2.6 KiB
In 3DTILES_implicit_tiling, the root availability subtree describes:
- Which tiles exist at levels 0-n.
- Which tiles have content at levels 0-n.
- Which tiles at level n+1 have further subtrees.
cesium-native assumes that any tile holding a further subtree exists, but it doesn't assume that it has content. To determine if a tile at level n+1 has content, that tile's subtree must first be loaded.
This "gate" is implemented in Tileset::addTileToLoadQueue. A tile without a loaded subtree will not actually be added to the load queue, and will remain in the Unloaded state. However, it will - by other mechanisms - be added to the subtree load queue.
Thus, a tile which is the root of a subtree will wait in the Unloaded state until the subtree data is fully loaded, and only then will will the content be loaded, if it exists. If the availability data indicates the tile does not have content, it will be immediately transitioned into the ContentLoaded state without any network requests.
This is really important, because it ensures:
- We don't call
createImplicitChildrenIfNeededbefore we know whether the implicit children exist. And that we do call it after we know whether or not the implicit children exist. This method is only called once on the transition fromContentLoadedtoDone, but the mechanism above ensures we never arrive at that state too early. - We don't erroneously upsample tiles that seemingly have no children, but that will once we load availability.

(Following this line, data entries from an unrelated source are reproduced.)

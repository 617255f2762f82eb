//! Ingestion Engine (C5): the single path every uploaded photo travels
//! before it's visible to any client. Buffering, hashing, and the row
//! insert happen inline so the caller gets a definitive answer; thumbnail
//! generation and sidecar metadata are pushed to a bounded background
//! worker pool, mirroring the teacher's `api/v1/upload.rs` split between
//! the synchronous response and `tokio::spawn` + `Semaphore`-gated
//! post-processing.

use bytes::Bytes;
use chrono::{DateTime, Utc};
use photosync_shared::entities::Photo;
use uuid::Uuid;

use crate::errors::AppError;
use crate::hashing::{extract_exif, sha256_hex};
use crate::metadata::{self, EmbeddedMeta};
use crate::state::AppState;
use crate::thumbnails;

pub struct IngestOutcome {
    pub photo: Photo,
    pub is_duplicate: bool,
}

/// Runs the full upload workflow (§4.5). `date_taken_hint` is the client's
/// claimed capture time, if any; EXIF `DateTimeOriginal` is consulted next,
/// then the upload time is the last resort.
pub async fn ingest_photo(
    state: &AppState,
    user_id: Uuid,
    device_id: Option<Uuid>,
    original_filename: &str,
    date_taken_hint: Option<DateTime<Utc>>,
    data: Bytes,
) -> Result<IngestOutcome, AppError> {
    if data.len() as u64 > state.config.max_file_size_bytes() {
        return Err(AppError::bad_request("file exceeds the configured size limit"));
    }

    let extension = original_filename.rsplit_once('.').map(|(_, ext)| ext).unwrap_or("");
    if extension.is_empty() || !state.config.extension_allowed(extension) {
        return Err(AppError::bad_request(format!("unsupported file extension: {extension}")));
    }

    let file_hash = sha256_hex(&data);
    if let Some(existing) = state.db.get_photo_by_hash(&file_hash).await.map_err(AppError::Internal)? {
        return Ok(IngestOutcome { photo: existing, is_duplicate: true });
    }

    let exif = extract_exif(&data);
    let date_taken = date_taken_hint.or(exif.date_taken).unwrap_or_else(Utc::now);
    let photo_id = Uuid::now_v7();

    let stored_path = state.storage.store(data.clone(), date_taken, original_filename, photo_id).await?;

    let photo = Photo {
        id: photo_id,
        original_filename: original_filename.to_string(),
        stored_path: stored_path.clone(),
        file_hash: file_hash.clone(),
        file_size: data.len() as i64,
        date_taken,
        uploaded_at: Utc::now(),
        user_id: Some(user_id),
        origin_device_id: device_id,
        thumbnail_small_path: None,
        thumbnail_medium_path: None,
        thumbnail_large_path: None,
        width: None,
        height: None,
        orientation: exif.orientation,
        exif,
    };

    match state.db.create_photo(&photo).await {
        Ok(()) => {}
        Err(e) if is_unique_violation(&e) => {
            // Another upload won the race on this hash between our check and
            // our insert. Drop the file we just wrote and defer to the
            // winner (§4.5: "a concurrent duplicate upload MUST NOT leave
            // an orphaned file behind").
            let _ = state.storage.delete(&stored_path).await;
            let existing = state
                .db
                .get_photo_by_hash(&file_hash)
                .await
                .map_err(AppError::Internal)?
                .ok_or_else(|| AppError::Internal(anyhow::anyhow!("lost the race but the winner's row is missing")))?;
            return Ok(IngestOutcome { photo: existing, is_duplicate: true });
        }
        Err(e) => return Err(AppError::Internal(e)),
    }

    spawn_post_ingest_job(state.clone(), photo.clone(), data);

    Ok(IngestOutcome { photo, is_duplicate: false })
}

fn is_unique_violation(err: &anyhow::Error) -> bool {
    err.downcast_ref::<sqlx::Error>()
        .and_then(|e| e.as_database_error())
        .map(|e| e.is_unique_violation())
        .unwrap_or(false)
}

/// Mirrors a photo's `<YYYY>/<MM>/<name>.<ext>` stored path into the
/// thumbnail subtree as `thumbs/<size>/<YYYY>/<MM>/<name>.webp` (§4.4,
/// §9 "thumbnails at `<base>/thumbs/<size>/<YYYY>/<MM>/<name>.<ext>`").
fn thumbnail_path(stored_path: &str, size: &str) -> String {
    let (dir, file) = stored_path.rsplit_once('/').unwrap_or(("", stored_path));
    let stem = file.rsplit_once('.').map(|(stem, _)| stem).unwrap_or(file);
    if dir.is_empty() {
        format!("{}/{size}/{stem}.webp", metadata::THUMBNAIL_DIR_NAME)
    } else {
        format!("{}/{size}/{dir}/{stem}.webp", metadata::THUMBNAIL_DIR_NAME)
    }
}

/// Thumbnail generation and metadata embedding run off the request path.
/// Failures here never surface to the uploader — they leave thumbnail
/// fields null and get picked up by the Integrity Scanner later (§4.4).
fn spawn_post_ingest_job(state: AppState, photo: Photo, raw: Bytes) {
    tokio::spawn(async move {
        let Ok(_permit) = state.thumbnail_semaphore.clone().acquire_owned().await else {
            return;
        };

        match thumbnails::generate(&raw, photo.orientation) {
            Ok(set) => {
                let small_path = thumbnail_path(&photo.stored_path, "small");
                let medium_path = thumbnail_path(&photo.stored_path, "medium");
                let large_path = thumbnail_path(&photo.stored_path, "large");

                let (width, height) = (set.width, set.height);
                let write_result: Result<(), AppError> = async {
                    state.storage.put_at(&small_path, set.small).await?;
                    state.storage.put_at(&medium_path, set.medium).await?;
                    state.storage.put_at(&large_path, set.large).await?;
                    Ok(())
                }
                .await;

                match write_result {
                    Ok(()) => {
                        if let Err(e) = state
                            .db
                            .update_photo_thumbnails(
                                photo.id,
                                Some(&small_path),
                                Some(&medium_path),
                                Some(&large_path),
                                Some(width),
                                Some(height),
                            )
                            .await
                        {
                            log::warn!("[ingestion] failed to record thumbnails for {}: {e:#}", photo.id);
                        }
                    }
                    Err(e) => log::warn!("[ingestion] failed to write thumbnails for {}: {e}", photo.id),
                }
            }
            Err(e) => {
                log::info!("[ingestion] skipping thumbnails for {} ({e})", photo.id);
            }
        }

        let meta = EmbeddedMeta {
            photo_id: photo.id,
            user_id: photo.user_id,
            device_id: photo.origin_device_id,
            file_hash: photo.file_hash.clone(),
            uploaded_at: photo.uploaded_at,
        };
        if let Err(e) = metadata::write_sidecar(&state.storage.absolute_path(""), &photo.stored_path, &meta).await {
            log::warn!("[ingestion] failed to write sidecar metadata for {}: {e}", photo.id);
        }
    });
}

#[cfg(test)]
mod tests {
    use super::*;

    #[test]
    fn thumbnail_path_mirrors_year_month_under_the_thumbs_subtree() {
        assert_eq!(thumbnail_path("2024/03/IMG_0001_abcd1234.jpg", "small"), "thumbs/small/2024/03/IMG_0001_abcd1234.webp");
        assert_eq!(thumbnail_path("flat-name.png", "large"), "thumbs/large/flat-name.webp");
    }
}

Application to quantized-mesh and layers
In quantized-mesh, we already know that a tile has content available, but then we learn about availability in deeper levels from the content of that tile. We can't prevent content load until we have availability data, because then we'd never have content or availability data. However, getting both back at the same time is nearly as good. We just need to make sure we load the tile in any layers for which this tile is at an availability level, and add the availability data to the appropriate context, prior to allowing the tile to enter the ContentLoaded state. That way we will always have the necessary availability information prior to calling createImplicitChildrenIfNeeded. This currently happens in Tileset::requestTileContent.
Level skipping with implicit tiling and quantized-mesh
Because createImplicitChildrenIfNeeded is only called after a tile hits the ContentLoaded state, implicitly-tiled tilesets can't skip levels. They always have to load level zero tiles before they can load the level one tiles. This is in contrast to explicit tiling, which can skip levels and load more detailed tiles first.